São Paulo – Durante o primeiro semestre foram produzidos 16,2 mil chassis de ônibus, 3,2% acima do mesmo período no ano passado, que somou 15,7 mil unidades. Foi o que apontou balanço da Anfavea divulgado na terça-feira, 7.
Apesar do resultado positivo no acumulado do ano em junho a produção de chassis colocou o pé no freio. Saíram das linhas de montagem 2,3 mil unidades, 20,8% abaixo das 2,9 mil de maio e 15,1% aquém das 2,7 mil do mesmo mês em 2025.
Foram comercializados 10,2 mil ônibus nos seis meses iniciais do ano, recuo de 11,6% sobre os resultado do acumulado de 2025, 11,6 mil. No mês passado, no entanto, foram registradas 2,1 mil unidades, 36,7% acima das 1,6 mil de maio e 11,6% acima das 1,9 mil de junho do ano anterior.
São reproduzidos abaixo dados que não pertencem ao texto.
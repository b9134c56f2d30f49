use axum::{
    extract::{Path, State},
    http::StatusCode,
    routing::get,
    Json, Router,
};
use serde::Serialize;
use tracing::instrument;

use super::repo_types::{Project, ProjectSummary};
use super::services::{self, ProjectDetails};
use crate::{
    auth::AuthUser, error::AppError, forms::ProjectForm, sessions::services::viewer_for,
    state::AppState,
};

pub fn routes() -> Router<AppState> {
    Router::new()
        .route("/projects", get(list_projects).post(create_project))
        .route(
            "/projects/:id",
            get(get_project).put(rename_project).delete(delete_project),
        )
}

#[derive(Debug, Serialize)]
pub struct DeletedProject {
    pub id: i64,
    pub reassigned_sessions: u64,
}

#[instrument(skip(state))]
pub async fn list_projects(
    State(state): State<AppState>,
    AuthUser(_user_id): AuthUser,
) -> Result<Json<Vec<ProjectSummary>>, AppError> {
    let mut conn = state.db.acquire().await?;
    Ok(Json(services::list_projects(&mut conn).await?))
}

#[instrument(skip(state, payload))]
pub async fn create_project(
    State(state): State<AppState>,
    AuthUser(_user_id): AuthUser,
    Json(payload): Json<ProjectForm>,
) -> Result<(StatusCode, Json<Project>), AppError> {
    let cmd = payload.validate()?;
    let mut tx = state.db.begin().await?;
    let project = services::create_project(&mut tx, &cmd).await?;
    tx.commit().await?;
    Ok((StatusCode::CREATED, Json(project)))
}

#[instrument(skip(state))]
pub async fn get_project(
    State(state): State<AppState>,
    AuthUser(user_id): AuthUser,
    Path(id): Path<i64>,
) -> Result<Json<ProjectDetails>, AppError> {
    let mut conn = state.db.acquire().await?;
    let viewer = viewer_for(&mut conn, user_id).await?;
    Ok(Json(services::get_project(&mut conn, id, viewer).await?))
}

#[instrument(skip(state, payload))]
pub async fn rename_project(
    State(state): State<AppState>,
    AuthUser(_user_id): AuthUser,
    Path(id): Path<i64>,
    Json(payload): Json<ProjectForm>,
) -> Result<Json<Project>, AppError> {
    let cmd = payload.validate()?;
    let mut tx = state.db.begin().await?;
    let project = services::rename_project(&mut tx, id, &cmd).await?;
    tx.commit().await?;
    Ok(Json(project))
}

#[instrument(skip(state))]
pub async fn delete_project(
    State(state): State<AppState>,
    AuthUser(_user_id): AuthUser,
    Path(id): Path<i64>,
) -> Result<Json<DeletedProject>, AppError> {
    let mut tx = state.db.begin().await?;
    let reassigned_sessions = services::delete_project(&mut tx, id).await?;
    tx.commit().await?;
    Ok(Json(DeletedProject {
        id,
        reassigned_sessions,
    }))
}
O resultado expressivo foi impulsionado pelo Move Brasil 2, que reservou R$ 2 bilhões em crédito a juros subsidiados desde o fim de maio. O programa ainda deverá exercer impacto positivo nas vendas do mês que vem.
Por incluir micro-ônibus este foi, segundo o presidente da Anfavea, Igor Calvet, o segmento que mais cresceu em emplacamentos, ao passo que ônibus urbanos e rodoviários amargam quedas.
Espera pelo Caminho da Escola tem seus efeitos na indústria
Apesar do respiro pontual trazido pelo Move Brasil o ano não está sendo fácil para os fabricantes de ônibus porque 2026 é marcado por eleições. Se por um lado, no primeiro semestre houve uma concentração de licitações, principalmente para o transporte público, no segundo nada disto é permitido.
Ao longo dos últimos seis meses ocorreram diversas entregas remanescentes do edital do Caminho da Escola do ano passado. O deste ano, entretanto, amplamente aguardado pela indústria, está travado. Segundo o FNDE, Fundo Nacional de Desenvolvimento da Educação, o pregão para registro de preços de ônibus escolares segue em regular tramitação administrativa porém o item 2 foi objeto de medida cautelar do TCU, Tribunal de Contas da União, e permanece em fase de julgamento de propostas, sem homologação ou contratação.
A medida cautelar decorre de representação apresentada pela Iveco e questiona a não aplicação da margem de preferência para produtos nacionais em sua proposta. No entanto a situação ocorreu em razão de erro no cadastramento da própria proposta pela empresa, que não inseriu corretamente as informações necessárias para usufruir do benefício da margem de preferência, o que a tirou do certame. Até o momento o TCU ainda não emitiu decisão.
Anfavea revisa projeções para ônibus
Neste cenário a Anfavea revisou suas projeções para ônibus. É esperada a venda de 22,5 mil unidades em 2026, 6,1% abaixo das 23,9 mil do ano passado. Para a produção a perspectiva é de retração de 11,3%, com 25 mil chassis, contra 28,1 mil de 2025.
Quanto às exportações o recuo aguardado é ainda maior, de 31,4%, com 4,4 mil unidades, enquanto que no ano anterior foram enviados a outros países 6,4 mil. De janeiro a junho os embarques somaram 2,2 mil unidades, 31,3% abaixo dos seis meses iniciais de 2025, 3,2 mil.